__WORK TO BE COMPLETED__.
Look below for the line containing "is open is a"; from there through the line containing "let message = if", both lines included, please set down each line exactly and nothing else.

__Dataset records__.
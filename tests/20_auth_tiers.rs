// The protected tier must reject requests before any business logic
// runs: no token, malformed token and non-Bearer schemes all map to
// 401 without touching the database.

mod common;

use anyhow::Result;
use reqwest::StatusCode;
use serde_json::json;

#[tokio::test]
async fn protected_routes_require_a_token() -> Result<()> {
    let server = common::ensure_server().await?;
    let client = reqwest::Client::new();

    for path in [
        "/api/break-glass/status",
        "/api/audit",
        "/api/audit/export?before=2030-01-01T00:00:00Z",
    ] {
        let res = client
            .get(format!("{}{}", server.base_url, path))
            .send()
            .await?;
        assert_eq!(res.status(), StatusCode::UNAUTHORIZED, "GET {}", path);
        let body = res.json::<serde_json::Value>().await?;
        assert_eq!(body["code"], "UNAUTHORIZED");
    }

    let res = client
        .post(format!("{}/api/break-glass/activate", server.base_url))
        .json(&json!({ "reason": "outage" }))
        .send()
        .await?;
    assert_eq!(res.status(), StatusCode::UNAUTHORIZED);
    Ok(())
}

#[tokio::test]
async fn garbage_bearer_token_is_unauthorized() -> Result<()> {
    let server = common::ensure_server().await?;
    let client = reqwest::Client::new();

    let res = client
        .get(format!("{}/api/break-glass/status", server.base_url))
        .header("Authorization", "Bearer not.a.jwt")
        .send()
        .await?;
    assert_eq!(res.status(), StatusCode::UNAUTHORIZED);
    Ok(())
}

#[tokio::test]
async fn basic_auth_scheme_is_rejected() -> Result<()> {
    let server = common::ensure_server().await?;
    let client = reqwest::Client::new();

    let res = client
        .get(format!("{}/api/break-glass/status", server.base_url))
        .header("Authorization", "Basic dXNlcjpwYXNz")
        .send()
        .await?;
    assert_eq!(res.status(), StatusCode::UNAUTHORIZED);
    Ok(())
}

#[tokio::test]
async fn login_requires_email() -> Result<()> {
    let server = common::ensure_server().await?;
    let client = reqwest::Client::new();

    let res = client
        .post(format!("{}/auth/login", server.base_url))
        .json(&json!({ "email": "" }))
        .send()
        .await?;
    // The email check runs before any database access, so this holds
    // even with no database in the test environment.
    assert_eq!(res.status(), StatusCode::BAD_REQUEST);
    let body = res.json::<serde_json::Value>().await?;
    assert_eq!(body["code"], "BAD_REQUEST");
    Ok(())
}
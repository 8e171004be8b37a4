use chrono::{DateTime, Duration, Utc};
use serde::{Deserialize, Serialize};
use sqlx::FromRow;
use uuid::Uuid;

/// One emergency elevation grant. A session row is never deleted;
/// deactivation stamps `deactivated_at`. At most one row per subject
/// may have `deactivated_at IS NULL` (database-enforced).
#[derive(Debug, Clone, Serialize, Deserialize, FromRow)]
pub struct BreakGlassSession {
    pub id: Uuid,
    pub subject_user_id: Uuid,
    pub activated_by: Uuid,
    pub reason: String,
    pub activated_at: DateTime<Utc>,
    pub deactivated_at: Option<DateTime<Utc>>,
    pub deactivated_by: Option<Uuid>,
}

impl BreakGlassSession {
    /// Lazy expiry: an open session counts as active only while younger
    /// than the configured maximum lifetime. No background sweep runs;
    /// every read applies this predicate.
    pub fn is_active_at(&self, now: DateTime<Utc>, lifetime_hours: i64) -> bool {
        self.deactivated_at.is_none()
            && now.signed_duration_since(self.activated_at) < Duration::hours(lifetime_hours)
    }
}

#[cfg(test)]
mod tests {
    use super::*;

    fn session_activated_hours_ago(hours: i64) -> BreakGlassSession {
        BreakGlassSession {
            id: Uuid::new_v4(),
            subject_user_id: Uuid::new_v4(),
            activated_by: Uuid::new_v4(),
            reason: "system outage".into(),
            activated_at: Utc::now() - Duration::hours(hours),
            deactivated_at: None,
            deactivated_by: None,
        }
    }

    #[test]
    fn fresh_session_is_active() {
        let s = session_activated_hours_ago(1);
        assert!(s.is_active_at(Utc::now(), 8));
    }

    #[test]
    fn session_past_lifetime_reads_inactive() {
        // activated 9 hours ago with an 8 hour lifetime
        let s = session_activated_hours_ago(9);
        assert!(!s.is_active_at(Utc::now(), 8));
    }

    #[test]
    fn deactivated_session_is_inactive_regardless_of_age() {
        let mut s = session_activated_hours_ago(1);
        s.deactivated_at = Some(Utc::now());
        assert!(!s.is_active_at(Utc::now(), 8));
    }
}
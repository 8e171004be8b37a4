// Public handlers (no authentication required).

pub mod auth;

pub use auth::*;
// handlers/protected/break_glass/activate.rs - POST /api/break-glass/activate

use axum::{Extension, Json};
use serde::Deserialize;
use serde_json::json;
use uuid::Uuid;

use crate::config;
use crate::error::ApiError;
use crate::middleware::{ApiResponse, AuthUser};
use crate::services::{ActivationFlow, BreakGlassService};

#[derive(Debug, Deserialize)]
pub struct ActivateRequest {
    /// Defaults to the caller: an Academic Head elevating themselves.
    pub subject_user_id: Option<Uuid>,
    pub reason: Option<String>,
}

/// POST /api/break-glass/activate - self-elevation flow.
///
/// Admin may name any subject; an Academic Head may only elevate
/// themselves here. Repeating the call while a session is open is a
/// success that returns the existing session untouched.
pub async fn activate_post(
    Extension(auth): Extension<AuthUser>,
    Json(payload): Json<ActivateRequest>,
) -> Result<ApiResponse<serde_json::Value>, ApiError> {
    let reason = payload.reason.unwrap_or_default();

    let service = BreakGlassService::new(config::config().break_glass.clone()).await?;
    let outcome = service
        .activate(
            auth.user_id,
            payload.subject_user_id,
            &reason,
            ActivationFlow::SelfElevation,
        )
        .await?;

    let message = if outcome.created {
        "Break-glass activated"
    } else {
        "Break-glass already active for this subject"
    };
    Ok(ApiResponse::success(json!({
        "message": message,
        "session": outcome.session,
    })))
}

__COMPLETED TASK__.
/// themselves here. Repeating the call while a session is open is a
/// success that returns the existing session untouched.
pub async fn activate_post(
    Extension(auth): Extension<AuthUser>,
    Json(payload): Json<ActivateRequest>,
) -> Result<ApiResponse<serde_json::Value>, ApiError> {
    let reason = payload.reason.unwrap_or_default();

    let service = BreakGlassService::new(config::config().break_glass.clone()).await?;
    let outcome = service
        .activate(
            auth.user_id,
            payload.subject_user_id,
            &reason,
            ActivationFlow::SelfElevation,
        )
        .await?;

    let message = if outcome.created {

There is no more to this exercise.